_GIVEN ENTRIES_
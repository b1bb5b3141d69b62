//! Inline markup pass: escaping, code spans, emphasis and wikilinks.
//!
//! # Invariants
//! - Input is HTML-escaped before any pattern is applied, so every later pass
//!   only sees literal characters or inert entities.
//! - Passes run in a fixed order: code, bold, italic, wikilink.
//! - Never fails; unmatched markers are left as text.

use super::link::LinkResolver;
use once_cell::sync::Lazy;
use regex::{Captures, Regex};

static CODE_RE: Lazy<Regex> = Lazy::new(|| Regex::new(r"`([^`]+)`").expect("valid code regex"));
static BOLD_RE: Lazy<Regex> =
    Lazy::new(|| Regex::new(r"\*\*([^*]+)\*\*").expect("valid bold regex"));
static ITALIC_RE: Lazy<Regex> =
    Lazy::new(|| Regex::new(r"\*([^*]+)\*").expect("valid italic regex"));
static WIKILINK_RE: Lazy<Regex> =
    Lazy::new(|| Regex::new(r"\[\[([^\]]+)\]\]").expect("valid wikilink regex"));

/// Escapes the five markup-significant characters.
pub fn escape_html(text: &str) -> String {
    let mut out = String::with_capacity(text.len());
    for ch in text.chars() {
        match ch {
            '&' => out.push_str("&amp;"),
            '<' => out.push_str("&lt;"),
            '>' => out.push_str("&gt;"),
            '"' => out.push_str("&quot;"),
            '\'' => out.push_str("&#039;"),
            other => out.push(other),
        }
    }
    out
}

/// Reverses [`escape_html`]. `&amp;` is decoded last so it cannot form new
/// entities.
fn unescape_html(text: &str) -> String {
    text.replace("&lt;", "<")
        .replace("&gt;", ">")
        .replace("&quot;", "\"")
        .replace("&#039;", "'")
        .replace("&amp;", "&")
}

/// Renders one line of inline markup to HTML.
pub fn render_inline<R: LinkResolver + ?Sized>(text: &str, resolver: &R) -> String {
    let escaped = escape_html(text);

    // Code content is escaped a second time.
    let with_code = CODE_RE.replace_all(&escaped, |caps: &Captures<'_>| {
        format!("<code>{}</code>", escape_html(&caps[1]))
    });
    let with_bold = BOLD_RE.replace_all(&with_code, "<b>$1</b>");
    let with_italic = ITALIC_RE.replace_all(&with_bold, "<i>$1</i>");
    let with_links = WIKILINK_RE.replace_all(&with_italic, |caps: &Captures<'_>| {
        render_wikilink(&caps[1], resolver)
    });

    with_links.into_owned()
}

fn render_wikilink<R: LinkResolver + ?Sized>(escaped_title: &str, resolver: &R) -> String {
    let title = unescape_html(escaped_title.trim());
    let title = title.trim();
    let label = escape_html(title);
    match resolver.resolve(title) {
        Some(id) => format!(
            "<a href=\"#\" class=\"wikilink\" data-link=\"{}\">{label}</a>",
            escape_html(id)
        ),
        None => format!("<a href=\"#\" class=\"wikilink\" data-link-missing=\"{label}\">{label}</a>"),
    }
}

#[cfg(test)]
mod tests {
    use super::{escape_html, render_inline, unescape_html};
    use crate::markup::link::NoLinks;
    use crate::model::world::LorePage;

    #[test]
    fn escapes_before_formatting() {
        assert_eq!(
            render_inline("<b>x</b> & \"y\"", &NoLinks),
            "&lt;b&gt;x&lt;/b&gt; &amp; &quot;y&quot;"
        );
    }

    #[test]
    fn code_span_content_is_escaped_again() {
        assert_eq!(render_inline("`a<b`", &NoLinks), "<code>a&amp;lt;b</code>");
        assert_eq!(render_inline("`x` and `y`", &NoLinks), "<code>x</code> and <code>y</code>");
    }

    #[test]
    fn bold_runs_before_italic() {
        assert_eq!(
            render_inline("**strong** and *soft*", &NoLinks),
            "<b>strong</b> and <i>soft</i>"
        );
    }

    #[test]
    fn unmatched_markers_stay_literal() {
        assert_eq!(render_inline("**open only", &NoLinks), "**open only");
        assert_eq!(render_inline("a ` b", &NoLinks), "a ` b");
        assert_eq!(render_inline("[[never closed", &NoLinks), "[[never closed");
    }

    #[test]
    fn wikilink_resolves_with_original_title_text() {
        let pages = vec![LorePage {
            id: "lore-1".to_string(),
            title: "Salt & Ash".to_string(),
            ..LorePage::default()
        }];
        assert_eq!(
            render_inline("see [[ salt & ash ]]", &pages),
            "see <a href=\"#\" class=\"wikilink\" data-link=\"lore-1\">salt &amp; ash</a>"
        );
    }

    #[test]
    fn missing_wikilink_keeps_escaped_attempt() {
        assert_eq!(
            render_inline("[[A<B]]", &NoLinks),
            "<a href=\"#\" class=\"wikilink\" data-link-missing=\"A&lt;B\">A&lt;B</a>"
        );
    }

    #[test]
    fn unescape_inverts_escape() {
        let raw = "a&lt;<\"'&amp;";
        assert_eq!(unescape_html(&escape_html(raw)), raw);
    }
}
//! Command-line front end for the codex core.
//!
//! # Responsibility
//! - Exercise the loader, renderer and world service from a terminal.
//! - Keep output plain and deterministic for quick local checks.

use codex_core::db::open_db;
use codex_core::display::time_ago;
use codex_core::{
    load_entries, render_markup_html, BrowserState, CodexConfig, DirectorySource, LoadRequest,
    NormalizeOptions, SqliteKvStore, WorldService,
};
use log::error;
use std::error::Error;
use std::path::Path;
use std::process::ExitCode;

const USAGE: &str = "usage:
  codex ping
  codex render <file>
  codex browse <root> [config.toml]
  codex world <root> <store.sqlite> [query]";

type CliResult = Result<(), Box<dyn Error>>;

#[tokio::main(flavor = "current_thread")]
async fn main() -> ExitCode {
    let args = std::env::args().skip(1).collect::<Vec<_>>();
    let args = args.iter().map(String::as_str).collect::<Vec<_>>();

    let outcome = match args.as_slice() {
        ["ping"] => {
            println!("codex_core ping={}", codex_core::ping());
            println!("codex_core version={}", codex_core::core_version());
            Ok(())
        }
        ["render", file] => render(file),
        ["browse", root] => browse(root, None).await,
        ["browse", root, config] => browse(root, Some(config)).await,
        ["world", root, store] => world(root, store, None).await,
        ["world", root, store, query] => world(root, store, Some(query)).await,
        _ => {
            eprintln!("{USAGE}");
            return ExitCode::from(2);
        }
    };

    match outcome {
        Ok(()) => ExitCode::SUCCESS,
        Err(err) => {
            error!("event=cli_exit module=cli status=error error={err}");
            eprintln!("error: {err}");
            ExitCode::FAILURE
        }
    }
}

fn load_config(path: Option<&str>) -> Result<CodexConfig, Box<dyn Error>> {
    let config = match path {
        Some(path) => CodexConfig::load(path)?,
        None => CodexConfig::default(),
    };
    codex_core::init_from_config(&config)?;
    Ok(config)
}

fn render(file: &str) -> CliResult {
    let text = std::fs::read_to_string(file)?;
    println!("{}", render_markup_html(&text, &codex_core::markup::NoLinks));
    Ok(())
}

async fn browse(root: &str, config: Option<&str>) -> CliResult {
    let config = load_config(config)?;
    let source = DirectorySource::new(root);
    let request = LoadRequest::new(&config.index_path, &config.entry_dir, &config.collection);
    let options = NormalizeOptions {
        tag_limit: config.tag_limit,
    };

    let mut browser = BrowserState::new();
    browser.apply_load(load_entries(&source, &request, options).await);
    let view = browser.view();
    if let Some(notice) = &view.notice {
        println!("! {notice}");
    }
    println!("{} entries", view.total);
    for card in &view.cards {
        let marker = if card.active { '*' } else { ' ' };
        println!("{marker} {:<24} {}", card.name, card.tags.join(", "));
    }
    Ok(())
}

async fn world(root: &str, store: &str, query: Option<&str>) -> CliResult {
    let config = load_config(None)?;
    let conn = open_db(Path::new(store))?;
    let mut service = WorldService::new(SqliteKvStore::try_new(&conn)?, config);
    service
        .load_initial(&DirectorySource::new(root))
        .await?;
    if let Some(notice) = service.notice() {
        println!("! {notice}");
    }

    let state = service.state();
    println!("{} — {}", state.world.title, state.world.tagline);
    println!(
        "lore={} races={} characters={}",
        state.lore.len(),
        state.races.len(),
        state.characters.len()
    );

    match query {
        Some(query) => {
            for hit in service.search(query) {
                println!("[{}] {}: {}", hit.kind.label(), hit.title, hit.snippet);
            }
        }
        None => {
            let now = codex_core::display::now_epoch_ms();
            for entry in service.recent() {
                println!("{} {} ({})", entry.kind.label(), entry.title, time_ago(entry.t, now));
            }
        }
    }
    Ok(())
}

_THE TASK_
Restate word for word the entries above, starting at the line with "codex browse <root> [config.toml]" and ending at the line with "let args = args.iter().map(String::as_str).collect::<Vec<_>>();", inclusive, and no others.

_TASK RESPONSE_
  codex browse <root> [config.toml]
  codex world <root> <store.sqlite> [query]";

type CliResult = Result<(), Box<dyn Error>>;

#[tokio::main(flavor = "current_thread")]
async fn main() -> ExitCode {
    let args = std::env::args().skip(1).collect::<Vec<_>>();
    let args = args.iter().map(String::as_str).collect::<Vec<_>>();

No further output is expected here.